Diet & Health

MIND diet & cognitive decline

Randomized Controlled Trials (RCTs) are a rarity in nutrition research, making the study we are reviewing this week particularly intriguing. This unique trial challenges the commonly accepted notion of the healthiest diet, leading to surprising findings: essentially, nothing significant.

In 1980, the inaugural Dietary Guidelines for Americans advocated for a varied diet. This recommendation emphasised selecting foods from major groups, including fruits, vegetables, cereals, meats, eggs, and dairy. The 2005 guidelines brought about two key changes: the introduction of Acceptable Macronutrient Distribution Ranges (AMDRs) and the Dietary Approaches to Stop Hypertension (DASH) diet, incorporating whole grains, vegetables, fruits, and low-fat dairy, while limiting sugar.

Over nearly two decades, countless institutions worldwide have incorporated this diet into their menus, and medical professionals are compelled to endorse it. Given the global impact of this specific diet on health, one would expect substantial evidence backing its claims. Surprisingly, the evidence is far from robust, mainly stemming from observational studies that infer associations between diet and health without rigorous trials.

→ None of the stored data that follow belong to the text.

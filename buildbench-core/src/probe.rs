//! Resource Probes
//!
//! A probe reads cumulative CPU time and current memory counters for whatever
//! it monitors. The sampler turns successive readings into per-tick samples.
//!
//! Memory counters come from Linux `statm` and degrade on other platforms to
//! whatever `getrusage` can provide.

use std::time::Duration;

/// Memory counters in bytes
#[derive(Debug, Clone, Copy, Default, PartialEq, Eq)]
pub struct MemoryCounters {
    /// Private resident bytes (resident minus shared)
    pub heap_used: u64,
    /// Data + stack segment bytes
    pub heap_total: u64,
    /// Resident set size
    pub rss: u64,
    /// Shared resident bytes
    pub external: u64,
}

impl std::ops::AddAssign for MemoryCounters {
    fn add_assign(&mut self, other: Self) {
        self.heap_used += other.heap_used;
        self.heap_total += other.heap_total;
        self.rss += other.rss;
        self.external += other.external;
    }
}

/// One probe reading: memory now, CPU time consumed so far
#[derive(Debug, Clone, Copy, Default, PartialEq, Eq)]
pub struct ResourceReading {
    /// Memory counters at the time of the reading
    pub memory: MemoryCounters,
    /// Cumulative user-mode CPU time
    pub cpu_user: Duration,
    /// Cumulative kernel-mode CPU time
    pub cpu_system: Duration,
}

/// Source of resource readings for the sampler thread
pub trait ResourceProbe: Send {
    /// Take one reading. Errors skip the current tick.
    fn read(&mut self) -> std::io::Result<ResourceReading>;
}

fn page_size() -> u64 {
    let size = unsafe { libc::sysconf(libc::_SC_PAGESIZE) };
    if size > 0 { size as u64 } else { 4096 }
}

/// Parse `/proc/<pid>/statm` content into byte counters
fn parse_statm(content: &str, page_size: u64) -> Option<MemoryCounters> {
    let fields: Vec<u64> = content
        .split_whitespace()
        .map(|f| f.parse().ok())
        .collect::<Option<Vec<u64>>>()?;
    // size resident shared text lib data dt
    if fields.len() < 6 {
        return None;
    }
    let resident = fields[1];
    let shared = fields[2];
    let data = fields[5];

    Some(MemoryCounters {
        heap_used: resident.saturating_sub(shared) * page_size,
        heap_total: data * page_size,
        rss: resident * page_size,
        external: shared * page_size,
    })
}

fn timeval_to_duration(tv: libc::timeval) -> Duration {
    Duration::from_secs(tv.tv_sec.max(0) as u64) + Duration::from_micros(tv.tv_usec.max(0) as u64)
}

/// Probe for the monitoring process's own counters.
///
/// This is the process-wide view the harness itself has, not a per-child
/// inspection of the build.
#[derive(Debug)]
pub struct SelfProbe {
    page_size: u64,
}

impl SelfProbe {
    /// Probe of the calling process
    pub fn new() -> Self {
        Self {
            page_size: page_size(),
        }
    }
}

impl Default for SelfProbe {
    fn default() -> Self {
        Self::new()
    }
}

impl ResourceProbe for SelfProbe {
    fn read(&mut self) -> std::io::Result<ResourceReading> {
        let mut usage: libc::rusage = unsafe { std::mem::zeroed() };
        let ret = unsafe { libc::getrusage(libc::RUSAGE_SELF, &mut usage) };
        if ret != 0 {
            return Err(std::io::Error::last_os_error());
        }

        #[cfg(target_os = "linux")]
        let memory = {
            let content = std::fs::read_to_string("/proc/self/statm")?;
            parse_statm(&content, self.page_size).ok_or_else(|| {
                std::io::Error::new(std::io::ErrorKind::InvalidData, "malformed statm")
            })?
        };
        #[cfg(not(target_os = "linux"))]
        let memory = {
            // ru_maxrss is bytes on macOS; only the peak is available
            let rss = usage.ru_maxrss.max(0) as u64;
            MemoryCounters {
                rss,
                heap_used: rss,
                ..Default::default()
            }
        };

        Ok(ResourceReading {
            memory,
            cpu_user: timeval_to_duration(usage.ru_utime),
            cpu_system: timeval_to_duration(usage.ru_stime),
        })
    }
}

/// CPU fields of `/proc/<pid>/stat` for one process
#[derive(Debug, Clone, Copy, PartialEq, Eq)]
struct StatCpu {
    pgrp: u32,
    /// utime + cutime, in clock ticks
    user_ticks: u64,
    /// stime + cstime, in clock ticks
    system_ticks: u64,
}

/// Parse `/proc/<pid>/stat`. The command name may contain spaces and
/// parentheses, so fields are counted from the last `)`.
fn parse_stat(content: &str) -> Option<StatCpu> {
    let rest = &content[content.rfind(')')? + 1..];
    let fields: Vec<&str> = rest.split_whitespace().collect();
    // fields[0] is field 3 (state)
    let field = |n: usize| -> Option<u64> { fields.get(n - 3)?.parse().ok() };

    Some(StatCpu {
        pgrp: field(5)? as u32,
        user_ticks: field(14)? + field(16)?,
        system_ticks: field(15)? + field(17)?,
    })
}

/// Probe summing every live process in a build's process group (Linux only).
///
/// CPU time of reaped children is included through their parent's
/// `cutime`/`cstime`, so the total stays continuous while the build forks.
#[derive(Debug)]
pub struct ProcessGroupProbe {
    pgid: u32,
    page_size: u64,
    clock_ticks: u64,
}

impl ProcessGroupProbe {
    /// Probe of every process whose group id is `pgid`
    pub fn new(pgid: u32) -> Self {
        let ticks = unsafe { libc::sysconf(libc::_SC_CLK_TCK) };
        Self {
            pgid,
            page_size: page_size(),
            clock_ticks: if ticks > 0 { ticks as u64 } else { 100 },
        }
    }

    fn ticks_to_duration(&self, ticks: u64) -> Duration {
        Duration::from_nanos(ticks.saturating_mul(1_000_000_000) / self.clock_ticks)
    }
}

impl ResourceProbe for ProcessGroupProbe {
    #[cfg(target_os = "linux")]
    fn read(&mut self) -> std::io::Result<ResourceReading> {
        let mut memory = MemoryCounters::default();
        let mut user_ticks = 0u64;
        let mut system_ticks = 0u64;
        let mut members = 0usize;

        for entry in std::fs::read_dir("/proc")? {
            let Ok(entry) = entry else { continue };
            let name = entry.file_name();
            let Some(pid) = name.to_str().filter(|n| n.bytes().all(|b| b.is_ascii_digit())) else {
                continue;
            };

            // Processes exit between listing and reading; skip them
            let Ok(stat) = std::fs::read_to_string(format!("/proc/{pid}/stat")) else {
                continue;
            };
            let Some(cpu) = parse_stat(&stat) else { continue };
            if cpu.pgrp != self.pgid {
                continue;
            }

            user_ticks += cpu.user_ticks;
            system_ticks += cpu.system_ticks;
            members += 1;

            if let Some(counters) = std::fs::read_to_string(format!("/proc/{pid}/statm"))
                .ok()
                .and_then(|c| parse_statm(&c, self.page_size))
            {
                memory += counters;
            }
        }

        if members == 0 {
            return Err(std::io::Error::new(
                std::io::ErrorKind::NotFound,
                format!("process group {} has no live members", self.pgid),
            ));
        }

        Ok(ResourceReading {
            memory,
            cpu_user: self.ticks_to_duration(user_ticks),
            cpu_system: self.ticks_to_duration(system_ticks),
        })
    }

    #[cfg(not(target_os = "linux"))]
    fn read(&mut self) -> std::io::Result<ResourceReading> {
        Err(std::io::Error::new(
            std::io::ErrorKind::Unsupported,
            "process group sampling requires /proc",
        ))
    }
}

#[cfg(test)]
mod tests {
    use super::*;

    #[test]
    fn test_parse_statm() {
        let counters = parse_statm("1000 300 100 10 0 250 0\n", 4096).unwrap();
        assert_eq!(counters.rss, 300 * 4096);
        assert_eq!(counters.external, 100 * 4096);
        assert_eq!(counters.heap_used, 200 * 4096);
        assert_eq!(counters.heap_total, 250 * 4096);
    }

    #[test]
    fn test_parse_statm_rejects_garbage() {
        assert!(parse_statm("1 2 3", 4096).is_none());
        assert!(parse_statm("a b c d e f g", 4096).is_none());
    }

    #[test]
    fn test_parse_stat_with_spaces_in_comm() {
        // pid (comm) state ppid pgrp session tty tpgid flags minflt cminflt majflt cmajflt utime stime cutime cstime ...
        let line = "4242 (node (worker) 1) S 1 4240 4240 0 -1 4194560 100 0 0 0 50 20 7 3 20 0 1 0";
        let cpu = parse_stat(line).unwrap();
        assert_eq!(cpu.pgrp, 4240);
        assert_eq!(cpu.user_ticks, 57);
        assert_eq!(cpu.system_ticks, 23);
    }

    #[test]
    fn test_self_probe_reads() {
        let mut probe = SelfProbe::new();
        let reading = probe.read().unwrap();
        assert!(reading.memory.rss > 0);
    }

    #[cfg(target_os = "linux")]
    #[test]
    fn test_group_probe_without_members() {
        // pgid values this large are never allocated
        let mut probe = ProcessGroupProbe::new(u32::MAX - 7);
        assert!(probe.read().is_err());
    }

    #[test]
    fn test_ticks_to_duration() {
        let probe = ProcessGroupProbe {
            pgid: 1,
            page_size: 4096,
            clock_ticks: 100,
        };
        assert_eq!(probe.ticks_to_duration(150), Duration::from_millis(1500));
    }
}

A recent exception to this trend is the study by Barnes et al. (2023), published on July 18th, examining the MIND diet's impact on preventing cognitive decline in older individuals. The MIND diet, or Mediterranean–DASH Intervention for Neurodegenerative Delay, is a hybrid of the Mediterranean and DASH diets. Gary Taubes noted that the acronym's presumption that the diet successfully delays neurodegenerative decline is rather biased.

This study aimed to address the limited clinical trial data on dietary patterns and cognitive decline prevention. Conducting an RCT in nutrition is resource-intensive and complex, as seen in this large three-year study recruiting participants from Chicago and Boston. Individuals aged 65 and above, with a family history of dementia but without cognitive impairment, were included. The Montreal Cognitive Assessment was employed to assess cognitive status.